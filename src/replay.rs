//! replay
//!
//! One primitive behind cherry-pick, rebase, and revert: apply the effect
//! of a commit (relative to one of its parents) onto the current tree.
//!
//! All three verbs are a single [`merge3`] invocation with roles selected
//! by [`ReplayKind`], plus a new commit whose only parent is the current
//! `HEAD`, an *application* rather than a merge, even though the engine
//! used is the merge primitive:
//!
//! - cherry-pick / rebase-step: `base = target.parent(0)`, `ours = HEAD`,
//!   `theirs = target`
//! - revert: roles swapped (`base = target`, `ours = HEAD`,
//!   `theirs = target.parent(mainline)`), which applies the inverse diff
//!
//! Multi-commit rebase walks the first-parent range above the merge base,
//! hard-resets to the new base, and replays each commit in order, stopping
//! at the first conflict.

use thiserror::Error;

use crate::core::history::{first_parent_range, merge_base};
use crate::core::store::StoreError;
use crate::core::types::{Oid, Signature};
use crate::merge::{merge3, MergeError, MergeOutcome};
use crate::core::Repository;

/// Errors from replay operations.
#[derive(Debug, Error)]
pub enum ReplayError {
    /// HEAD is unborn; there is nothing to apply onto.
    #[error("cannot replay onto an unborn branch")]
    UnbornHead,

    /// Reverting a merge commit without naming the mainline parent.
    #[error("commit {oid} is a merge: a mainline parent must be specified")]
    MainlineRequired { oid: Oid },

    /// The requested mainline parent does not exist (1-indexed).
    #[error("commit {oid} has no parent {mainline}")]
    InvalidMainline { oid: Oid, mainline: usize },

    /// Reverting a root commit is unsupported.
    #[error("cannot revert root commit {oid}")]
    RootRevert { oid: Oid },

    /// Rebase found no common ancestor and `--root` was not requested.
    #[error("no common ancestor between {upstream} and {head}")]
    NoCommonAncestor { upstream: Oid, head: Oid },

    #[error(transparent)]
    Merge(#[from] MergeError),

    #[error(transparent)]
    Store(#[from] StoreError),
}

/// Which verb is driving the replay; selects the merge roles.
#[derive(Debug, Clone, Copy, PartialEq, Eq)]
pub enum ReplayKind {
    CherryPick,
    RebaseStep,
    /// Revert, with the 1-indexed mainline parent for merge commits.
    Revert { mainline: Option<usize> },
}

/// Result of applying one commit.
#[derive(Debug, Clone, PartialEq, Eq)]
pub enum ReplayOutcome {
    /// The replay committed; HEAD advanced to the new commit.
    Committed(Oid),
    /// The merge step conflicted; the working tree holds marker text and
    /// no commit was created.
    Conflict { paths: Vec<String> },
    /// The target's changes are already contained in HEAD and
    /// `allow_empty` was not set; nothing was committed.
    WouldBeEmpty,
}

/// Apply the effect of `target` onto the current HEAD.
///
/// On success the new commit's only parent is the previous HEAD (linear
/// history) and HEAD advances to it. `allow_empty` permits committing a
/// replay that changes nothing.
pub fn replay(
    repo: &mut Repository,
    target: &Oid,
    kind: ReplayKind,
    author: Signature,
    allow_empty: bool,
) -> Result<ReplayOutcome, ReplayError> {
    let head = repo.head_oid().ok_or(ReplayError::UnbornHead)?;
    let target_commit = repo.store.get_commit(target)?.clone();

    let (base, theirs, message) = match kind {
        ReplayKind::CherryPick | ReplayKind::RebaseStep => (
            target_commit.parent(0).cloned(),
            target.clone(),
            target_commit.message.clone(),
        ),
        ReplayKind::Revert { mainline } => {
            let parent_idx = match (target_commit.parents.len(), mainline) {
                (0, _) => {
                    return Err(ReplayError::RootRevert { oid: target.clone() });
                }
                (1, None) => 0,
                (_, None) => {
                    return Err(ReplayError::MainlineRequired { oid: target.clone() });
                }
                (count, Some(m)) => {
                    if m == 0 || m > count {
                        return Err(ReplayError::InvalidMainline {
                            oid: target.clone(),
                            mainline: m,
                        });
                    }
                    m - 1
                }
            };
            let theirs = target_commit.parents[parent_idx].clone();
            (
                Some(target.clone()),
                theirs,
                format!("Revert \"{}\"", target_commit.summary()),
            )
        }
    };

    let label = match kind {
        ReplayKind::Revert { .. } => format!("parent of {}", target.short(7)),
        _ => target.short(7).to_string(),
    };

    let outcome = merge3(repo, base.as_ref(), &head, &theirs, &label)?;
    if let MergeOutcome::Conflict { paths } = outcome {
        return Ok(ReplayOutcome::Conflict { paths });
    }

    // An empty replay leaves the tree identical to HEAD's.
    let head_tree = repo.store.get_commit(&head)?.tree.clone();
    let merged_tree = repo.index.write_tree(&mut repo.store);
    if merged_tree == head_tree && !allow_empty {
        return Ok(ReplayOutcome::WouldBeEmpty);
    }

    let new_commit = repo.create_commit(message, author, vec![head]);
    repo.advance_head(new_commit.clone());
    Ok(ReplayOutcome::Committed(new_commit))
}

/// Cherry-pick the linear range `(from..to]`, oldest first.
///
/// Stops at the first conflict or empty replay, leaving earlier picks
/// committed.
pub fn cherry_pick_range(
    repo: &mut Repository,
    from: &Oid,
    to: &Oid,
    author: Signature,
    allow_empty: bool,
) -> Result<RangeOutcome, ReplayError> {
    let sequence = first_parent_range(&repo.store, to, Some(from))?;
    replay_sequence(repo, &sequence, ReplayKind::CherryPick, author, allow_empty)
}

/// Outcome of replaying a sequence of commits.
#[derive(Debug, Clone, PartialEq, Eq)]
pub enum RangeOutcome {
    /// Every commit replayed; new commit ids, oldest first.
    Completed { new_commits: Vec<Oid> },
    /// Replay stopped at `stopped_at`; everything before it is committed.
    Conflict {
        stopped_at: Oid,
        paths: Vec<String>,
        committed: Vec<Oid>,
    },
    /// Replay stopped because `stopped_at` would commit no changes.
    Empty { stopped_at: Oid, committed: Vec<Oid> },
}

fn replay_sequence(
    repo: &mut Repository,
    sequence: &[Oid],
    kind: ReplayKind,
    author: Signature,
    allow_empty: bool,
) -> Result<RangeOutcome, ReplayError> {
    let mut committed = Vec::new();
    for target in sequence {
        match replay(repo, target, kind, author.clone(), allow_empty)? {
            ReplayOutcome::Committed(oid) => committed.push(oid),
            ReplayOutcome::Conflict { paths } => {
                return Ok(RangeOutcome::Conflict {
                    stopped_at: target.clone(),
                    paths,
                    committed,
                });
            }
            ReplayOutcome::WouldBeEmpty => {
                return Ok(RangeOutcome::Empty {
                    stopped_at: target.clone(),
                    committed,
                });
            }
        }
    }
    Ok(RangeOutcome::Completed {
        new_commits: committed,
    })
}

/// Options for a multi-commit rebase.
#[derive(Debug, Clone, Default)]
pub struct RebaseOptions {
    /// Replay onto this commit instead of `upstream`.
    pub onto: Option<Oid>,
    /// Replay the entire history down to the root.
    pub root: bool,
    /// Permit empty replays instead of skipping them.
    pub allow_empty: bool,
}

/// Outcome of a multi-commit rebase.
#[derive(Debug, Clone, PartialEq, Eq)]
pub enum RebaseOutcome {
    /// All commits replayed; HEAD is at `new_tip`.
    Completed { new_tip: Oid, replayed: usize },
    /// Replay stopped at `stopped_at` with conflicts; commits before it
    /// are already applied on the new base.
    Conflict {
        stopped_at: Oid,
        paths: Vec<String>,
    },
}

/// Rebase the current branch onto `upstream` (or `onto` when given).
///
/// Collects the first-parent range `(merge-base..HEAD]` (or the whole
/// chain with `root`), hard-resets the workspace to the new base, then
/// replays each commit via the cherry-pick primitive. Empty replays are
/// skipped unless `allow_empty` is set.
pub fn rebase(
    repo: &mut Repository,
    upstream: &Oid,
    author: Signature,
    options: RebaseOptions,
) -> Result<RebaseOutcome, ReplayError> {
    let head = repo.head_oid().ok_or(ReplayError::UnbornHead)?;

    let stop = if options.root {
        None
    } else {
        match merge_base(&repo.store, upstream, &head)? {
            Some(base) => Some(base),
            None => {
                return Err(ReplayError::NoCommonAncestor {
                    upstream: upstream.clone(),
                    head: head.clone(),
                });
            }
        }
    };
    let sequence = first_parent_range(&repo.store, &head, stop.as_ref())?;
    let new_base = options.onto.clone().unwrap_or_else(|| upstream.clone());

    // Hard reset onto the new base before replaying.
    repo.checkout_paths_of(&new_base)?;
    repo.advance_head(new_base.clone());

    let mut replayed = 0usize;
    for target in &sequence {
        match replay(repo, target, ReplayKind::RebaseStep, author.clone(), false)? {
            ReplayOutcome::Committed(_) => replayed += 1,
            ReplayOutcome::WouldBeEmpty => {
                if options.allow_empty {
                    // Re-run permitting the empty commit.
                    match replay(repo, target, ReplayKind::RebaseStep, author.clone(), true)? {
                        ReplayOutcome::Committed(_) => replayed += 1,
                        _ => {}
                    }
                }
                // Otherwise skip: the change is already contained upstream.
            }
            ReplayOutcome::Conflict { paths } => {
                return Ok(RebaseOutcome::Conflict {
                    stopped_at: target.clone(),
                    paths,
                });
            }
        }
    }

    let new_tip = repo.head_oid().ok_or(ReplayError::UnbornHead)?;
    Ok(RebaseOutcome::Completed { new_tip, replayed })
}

──────────

Output exactly one stretch of the listing: from the line containing "the current tree." through the line containing "though the engine", both end lines included.

//! of a commit (relative to one of its parents) onto the current tree.
//!
//! All three verbs are a single [`merge3`] invocation with roles selected
//! by [`ReplayKind`], plus a new commit whose only parent is the current
//! `HEAD`, an *application* rather than a merge, even though the engine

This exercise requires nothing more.